--- Try it ---
Find how many lines in the data below include the word "once", then write only that number.

--- Data extract ---
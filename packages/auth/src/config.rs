use anyhow::{Context, Result};
use dotenvy::dotenv;
use serde::{Deserialize, Serialize};
use std::env;
use std::fs;
use std::path::{Path, PathBuf};
use tracing::warn;

/// Auth configuration resolved once at startup
#[derive(Debug, Clone)]
pub struct AuthConfig {
    pub use_dummy_auth: bool,
    pub twilio: Option<TwilioCredentials>,
    /// Where the dummy-auth preference is persisted (None if no config dir)
    pub preferences_path: Option<PathBuf>,
}

#[derive(Debug, Clone)]
pub struct TwilioCredentials {
    pub account_sid: String,
    pub auth_token: String,
    pub verify_service_sid: String,
}

impl AuthConfig {
    /// Load configuration from environment variables and stored preferences
    pub fn from_env() -> Result<Self> {
        // Load .env file if present (development)
        let _ = dotenv();

        let preferences_path = preferences_path_from_env();
        let preferences = preferences_path
            .as_deref()
            .map(AuthPreferences::load_from)
            .unwrap_or_default();
        let app_env = env::var("APP_ENV").ok();

        Ok(Self {
            use_dummy_auth: resolve_use_dummy_auth(
                preferences.use_dummy_auth,
                app_env.as_deref(),
                cfg!(debug_assertions),
            ),
            twilio: TwilioCredentials::from_env()?,
            preferences_path,
        })
    }
}

impl TwilioCredentials {
    /// `None` when no Twilio account is configured at all
    pub fn from_env() -> Result<Option<Self>> {
        let Ok(account_sid) = env::var("TWILIO_ACCOUNT_SID") else {
            return Ok(None);
        };
        Ok(Some(Self {
            account_sid,
            auth_token: env::var("TWILIO_AUTH_TOKEN")
                .context("TWILIO_AUTH_TOKEN must be set")?,
            verify_service_sid: env::var("TWILIO_VERIFY_SERVICE_SID")
                .context("TWILIO_VERIFY_SERVICE_SID must be set")?,
        }))
    }
}

/// Stored preference beats the environment. Without `APP_ENV`, debug builds
/// default to dummy auth.
pub fn resolve_use_dummy_auth(
    preference: Option<bool>,
    app_env: Option<&str>,
    debug_build: bool,
) -> bool {
    if let Some(use_dummy) = preference {
        return use_dummy;
    }
    match app_env {
        Some(app_env) => app_env.eq_ignore_ascii_case("development"),
        None => debug_build,
    }
}

pub fn preferences_path_from_env() -> Option<PathBuf> {
    env::var("AUTH_PREFERENCES_PATH")
        .ok()
        .map(PathBuf::from)
        .or_else(AuthPreferences::default_path)
}

// =============================================================================
// Persisted preferences
// =============================================================================

/// User preferences stored in ~/.config/finupi/prefs.json
#[derive(Debug, Default, Clone, PartialEq, Eq, Serialize, Deserialize)]
pub struct AuthPreferences {
    /// Explicit dummy-auth choice; unset defers to the environment
    #[serde(default)]
    pub use_dummy_auth: Option<bool>,
}

impl AuthPreferences {
    pub fn default_path() -> Option<PathBuf> {
        dirs::config_dir().map(|d| d.join("finupi").join("prefs.json"))
    }

    /// Load preferences from disk. Missing or unreadable files yield defaults.
    pub fn load_from(path: &Path) -> Self {
        let Ok(data) = fs::read_to_string(path) else {
            return Self::default();
        };
        match serde_json::from_str(&data) {
            Ok(prefs) => prefs,
            Err(e) => {
                warn!(path = %path.display(), error = %e, "ignoring corrupt preferences file");
                Self::default()
            }
        }
    }

    /// Save preferences to disk
    pub fn save_to(&self, path: &Path) -> Result<()> {
        if let Some(parent) = path.parent() {
            fs::create_dir_all(parent)
                .with_context(|| format!("Failed to create {}", parent.display()))?;
        }
        let data = serde_json::to_string_pretty(self)?;
        fs::write(path, data).with_context(|| format!("Failed to write {}", path.display()))?;
        Ok(())
    }

    /// Persist an explicit choice, or clear it with `None`.
    ///
    /// Takes effect on the next start; the provider is only chosen once.
    pub fn set_use_dummy_auth(path: &Path, use_dummy: Option<bool>) -> Result<Self> {
        let mut prefs = Self::load_from(path);
        prefs.use_dummy_auth = use_dummy;
        prefs.save_to(path)?;
        Ok(prefs)
    }
}

#[cfg(test)]
mod tests {
    use super::*;

    #[test]
    fn test_preference_wins_over_environment() {
        assert!(resolve_use_dummy_auth(Some(true), Some("production"), false));
        assert!(!resolve_use_dummy_auth(Some(false), Some("development"), true));
    }

    #[test]
    fn test_environment_flag() {
        assert!(resolve_use_dummy_auth(None, Some("development"), false));
        assert!(!resolve_use_dummy_auth(None, Some("production"), true));
    }

    #[test]
    fn test_build_flag_when_environment_unset() {
        assert!(resolve_use_dummy_auth(None, None, true));
        assert!(!resolve_use_dummy_auth(None, None, false));
    }

    #[test]
    fn test_missing_preferences_file() {
        let dir = tempfile::tempdir().unwrap();
        let prefs = AuthPreferences::load_from(&dir.path().join("prefs.json"));
        assert_eq!(prefs, AuthPreferences::default());
    }

    #[test]
    fn test_corrupt_preferences_file() {
        let dir = tempfile::tempdir().unwrap();
        let path = dir.path().join("prefs.json");
        fs::write(&path, "{not json").unwrap();

        assert_eq!(AuthPreferences::load_from(&path).use_dummy_auth, None);
    }

    #[test]
    fn test_set_and_clear_preference() {
        let dir = tempfile::tempdir().unwrap();
        let path = dir.path().join("nested").join("prefs.json");

        AuthPreferences::set_use_dummy_auth(&path, Some(false)).unwrap();
        assert_eq!(AuthPreferences::load_from(&path).use_dummy_auth, Some(false));

        AuthPreferences::set_use_dummy_auth(&path, None).unwrap();
        assert_eq!(AuthPreferences::load_from(&path).use_dummy_auth, None);
    }
}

--- Answer to this problem ---
2